▶ _HOW TO COMPLETE THIS TASK_: Go line by line through the records below. Copy whichever lines contain the string "CompletionReason".
┄┄┄┄┄┄┄┄┄┄┄┄┄┄┄┄┄┄┄┄
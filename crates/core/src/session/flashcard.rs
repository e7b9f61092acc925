use std::collections::{BTreeMap, BTreeSet};
use std::sync::Arc;

use crate::model::{CardId, FlashCard};

use super::cursor::Cursor;
use super::error::{InvalidTransition, SessionError};
use super::outcome::{
    CompletionReason, SessionKind, SessionOutcome, SessionPhase, SessionProgress, count_u32,
    round_percent,
};
use super::ensure_unique;

/// Where a card stands in the current pass.
#[derive(Debug, Clone, Copy, PartialEq, Eq)]
pub enum CardStatus {
    Unseen,
    Correct,
    Incorrect,
}

/// End-of-pass counters shown on the completion screen.
#[derive(Debug, Clone, Copy, PartialEq, Eq)]
pub struct FlashcardSummary {
    pub correct: usize,
    pub incorrect: usize,
    pub studied: usize,
    pub total: usize,
    pub accuracy: u8,
}

/// One pass through a deck: flip, self-grade, move on.
///
/// Each studied card maps to the latest self-grade, so a card is always in
/// exactly one of unseen, correct or incorrect.
#[derive(Debug, Clone, PartialEq)]
pub struct FlashcardSession {
    cards: Arc<[FlashCard]>,
    cursor: Cursor,
    flipped: bool,
    marks: BTreeMap<CardId, bool>,
    phase: SessionPhase,
}

impl FlashcardSession {
    /// # Errors
    ///
    /// Returns `SessionError::Empty` for no cards and `DuplicateItem` if two
    /// cards share an id.
    pub fn start(cards: impl Into<Arc<[FlashCard]>>) -> Result<Self, SessionError> {
        let cards = cards.into();
        let cursor = Cursor::new(cards.len())?;
        ensure_unique(cards.iter().map(FlashCard::id))?;
        Ok(Self {
            cards,
            cursor,
            flipped: false,
            marks: BTreeMap::new(),
            phase: SessionPhase::InProgress,
        })
    }

    #[must_use]
    pub fn cards(&self) -> &[FlashCard] {
        &self.cards
    }

    #[must_use]
    pub fn cursor(&self) -> Cursor {
        self.cursor
    }

    #[must_use]
    pub fn current_card(&self) -> &FlashCard {
        &self.cards[self.cursor.index()]
    }

    #[must_use]
    pub fn is_flipped(&self) -> bool {
        self.flipped
    }

    #[must_use]
    pub fn phase(&self) -> SessionPhase {
        self.phase
    }

    #[must_use]
    pub fn is_completed(&self) -> bool {
        self.phase.is_completed()
    }

    #[must_use]
    pub fn status(&self, id: CardId) -> CardStatus {
        match self.marks.get(&id) {
            None => CardStatus::Unseen,
            Some(true) => CardStatus::Correct,
            Some(false) => CardStatus::Incorrect,
        }
    }

    #[must_use]
    pub fn studied(&self) -> BTreeSet<CardId> {
        self.marks.keys().copied().collect()
    }

    #[must_use]
    pub fn correct(&self) -> BTreeSet<CardId> {
        self.ids_marked(true)
    }

    #[must_use]
    pub fn incorrect(&self) -> BTreeSet<CardId> {
        self.ids_marked(false)
    }

    fn ids_marked(&self, value: bool) -> BTreeSet<CardId> {
        self.marks
            .iter()
            .filter(|&(_, &mark)| mark == value)
            .map(|(id, _)| *id)
            .collect()
    }

    fn correct_count(&self) -> usize {
        self.marks.values().filter(|&&mark| mark).count()
    }

    /// Studied cards over deck size.
    #[must_use]
    pub fn progress(&self) -> SessionProgress {
        SessionProgress {
            position: self.cursor.position(),
            total: self.cards.len(),
            answered: self.marks.len(),
            percent: round_percent(self.marks.len(), self.cards.len()),
            is_complete: self.is_completed(),
        }
    }

    fn ensure_in_progress(&self) -> Result<(), SessionError> {
        if self.is_completed() {
            return Err(InvalidTransition::Completed.into());
        }
        Ok(())
    }

    /// # Errors
    ///
    /// Returns `InvalidTransition::Completed` after completion.
    pub fn flip(&self) -> Result<Self, SessionError> {
        self.ensure_in_progress()?;
        Ok(Self {
            flipped: !self.flipped,
            ..self.clone()
        })
    }

    /// Self-grade the current card and move to the next one. Grading the last
    /// card completes the pass.
    ///
    /// # Errors
    ///
    /// Returns `InvalidTransition::Completed` after completion and
    /// `InvalidTransition::NotFlipped` while the answer side is hidden.
    pub fn respond(&self, correct: bool) -> Result<Self, SessionError> {
        self.ensure_in_progress()?;
        if !self.flipped {
            return Err(InvalidTransition::NotFlipped.into());
        }

        let mut next = self.clone();
        next.marks.insert(self.current_card().id(), correct);
        next.flipped = false;
        if self.cursor.is_last() {
            log::debug!(
                "flashcard pass complete: {}/{} correct",
                next.correct_count(),
                next.marks.len()
            );
            next.phase = SessionPhase::Completed(CompletionReason::Exhausted);
        } else {
            next.cursor = self.cursor.forward();
        }
        Ok(next)
    }

    /// Step back without grading. Marks are left as they are.
    ///
    /// # Errors
    ///
    /// Returns `InvalidTransition::Completed` after completion.
    pub fn previous(&self) -> Result<Self, SessionError> {
        self.ensure_in_progress()?;
        Ok(Self {
            cursor: self.cursor.back(),
            flipped: false,
            ..self.clone()
        })
    }

    /// Step forward without grading. Marks are left as they are.
    ///
    /// # Errors
    ///
    /// Returns `InvalidTransition::Completed` after completion.
    pub fn next(&self) -> Result<Self, SessionError> {
        self.ensure_in_progress()?;
        Ok(Self {
            cursor: self.cursor.forward(),
            flipped: false,
            ..self.clone()
        })
    }

    /// Back to the first card of the same deck with nothing studied.
    #[must_use]
    pub fn restart(&self) -> Self {
        Self {
            cards: Arc::clone(&self.cards),
            cursor: self.cursor.reset(),
            flipped: false,
            marks: BTreeMap::new(),
            phase: SessionPhase::InProgress,
        }
    }

    /// # Errors
    ///
    /// Returns `InvalidTransition::NotCompleted` before completion.
    pub fn summary(&self) -> Result<FlashcardSummary, SessionError> {
        if !self.is_completed() {
            return Err(InvalidTransition::NotCompleted.into());
        }
        let correct = self.correct_count();
        let studied = self.marks.len();
        Ok(FlashcardSummary {
            correct,
            incorrect: studied - correct,
            studied,
            total: self.cards.len(),
            accuracy: round_percent(correct, studied),
        })
    }

    /// Untimed; `elapsed_secs` is left for the host to measure.
    ///
    /// # Errors
    ///
    /// Returns `InvalidTransition::NotCompleted` before completion.
    pub fn outcome(&self) -> Result<SessionOutcome, SessionError> {
        let SessionPhase::Completed(reason) = self.phase else {
            return Err(InvalidTransition::NotCompleted.into());
        };
        let summary = self.summary()?;
        Ok(SessionOutcome {
            kind: SessionKind::Flashcard,
            percent: Some(summary.accuracy),
            correct: count_u32(summary.correct),
            incorrect: count_u32(summary.incorrect),
            answered: count_u32(summary.studied),
            total: count_u32(summary.total),
            elapsed_secs: None,
            reason,
        })
    }
}

#[cfg(test)]
mod tests {
    use super::*;
    use crate::model::Difficulty;

    fn deck(n: u64) -> Vec<FlashCard> {
        (1..=n)
            .map(|id| {
                FlashCard::new(CardId::new(id), format!("front {id}"), format!("back {id}"), Difficulty::Medium)
                    .unwrap()
            })
            .collect()
    }

    fn ids(values: &[u64]) -> BTreeSet<CardId> {
        values.iter().copied().map(CardId::new).collect()
    }

    fn answer(s: &FlashcardSession, correct: bool) -> FlashcardSession {
        s.flip().unwrap().respond(correct).unwrap()
    }

    #[test]
    fn start_initialises_empty_sets() {
        let s = FlashcardSession::start(deck(5)).unwrap();
        assert_eq!(s.cursor().index(), 0);
        assert!(!s.is_flipped());
        assert!(s.studied().is_empty());
        assert!(s.correct().is_empty());
        assert!(s.incorrect().is_empty());
        assert!(!s.is_completed());
    }

    #[test]
    fn respond_requires_flip() {
        let s = FlashcardSession::start(deck(2)).unwrap();
        assert_eq!(
            s.respond(true).unwrap_err(),
            SessionError::InvalidTransition(InvalidTransition::NotFlipped)
        );
        // Flipping twice hides the answer again.
        assert!(!s.flip().unwrap().flip().unwrap().is_flipped());
    }

    #[test]
    fn navigation_does_not_touch_marks() {
        let s = FlashcardSession::start(deck(5)).unwrap();
        let s = answer(&s, true);
        let s = answer(&s, false);
        assert_eq!(s.cursor().index(), 2);

        let s = s.previous().unwrap().previous().unwrap().next().unwrap();
        assert_eq!(s.cursor().index(), 1);
        assert_eq!(s.correct(), ids(&[1]));
        assert_eq!(s.incorrect(), ids(&[2]));
        assert_eq!(s.studied(), ids(&[1, 2]));
    }

    #[test]
    fn regrading_moves_between_sets() {
        let s = FlashcardSession::start(deck(3)).unwrap();
        let s = answer(&s, true).previous().unwrap();
        let s = answer(&s, false);
        assert_eq!(s.status(CardId::new(1)), CardStatus::Incorrect);
        assert!(s.correct().is_disjoint(&s.incorrect()));
        assert_eq!(s.studied(), ids(&[1]));
    }

    #[test]
    fn navigation_resets_flip_and_clamps() {
        let s = FlashcardSession::start(deck(2)).unwrap().flip().unwrap();
        let s = s.previous().unwrap();
        assert_eq!(s.cursor().index(), 0);
        assert!(!s.is_flipped());
        let s = s.next().unwrap().next().unwrap();
        assert_eq!(s.cursor().index(), 1);
    }

    #[test]
    fn last_response_completes_and_summarises() {
        let mut s = FlashcardSession::start(deck(4)).unwrap();
        for correct in [true, true, false, true] {
            s = answer(&s, correct);
        }
        assert!(s.is_completed());
        assert_eq!(s.cursor().index(), 3);
        let summary = s.summary().unwrap();
        assert_eq!(summary.correct, 3);
        assert_eq!(summary.incorrect, 1);
        assert_eq!(summary.accuracy, 75);

        let completed = SessionError::InvalidTransition(InvalidTransition::Completed);
        assert_eq!(s.flip().unwrap_err(), completed);
        assert_eq!(s.next().unwrap_err(), completed);
        assert_eq!(s.previous().unwrap_err(), completed);
    }

    #[test]
    fn accuracy_counts_only_studied_cards() {
        // Skip straight to the last card and grade only that one.
        let s = FlashcardSession::start(deck(3))
            .unwrap()
            .next()
            .unwrap()
            .next()
            .unwrap();
        let s = answer(&s, false);
        let summary = s.summary().unwrap();
        assert_eq!(summary.studied, 1);
        assert_eq!(summary.accuracy, 0);
        assert_eq!(s.outcome().unwrap().reason, CompletionReason::Exhausted);
    }

    #[test]
    fn restart_keeps_cards_and_clears_progress() {
        let mut s = FlashcardSession::start(deck(5)).unwrap();
        for _ in 0..5 {
            s = answer(&s, true);
        }
        let s = s.restart();
        assert_eq!(s.cursor().index(), 0);
        assert!(s.studied().is_empty());
        assert!(s.correct().is_empty());
        assert!(s.incorrect().is_empty());
        assert_eq!(s.cards().len(), 5);
        assert_eq!(s.phase(), SessionPhase::InProgress);
    }

    #[test]
    fn summary_requires_completion() {
        let s = FlashcardSession::start(deck(2)).unwrap();
        assert_eq!(
            s.summary().unwrap_err(),
            SessionError::InvalidTransition(InvalidTransition::NotCompleted)
        );
        assert_eq!(s.progress().percent, 0);
    }
}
┄┄┄┄┄┄┄┄┄┄┄┄┄┄┄┄┄┄┄┄
▶ _TASK ANSWER_:
    CompletionReason, SessionKind, SessionOutcome, SessionPhase, SessionProgress, count_u32,
            next.phase = SessionPhase::Completed(CompletionReason::Exhausted);
        assert_eq!(s.outcome().unwrap().reason, CompletionReason::Exhausted);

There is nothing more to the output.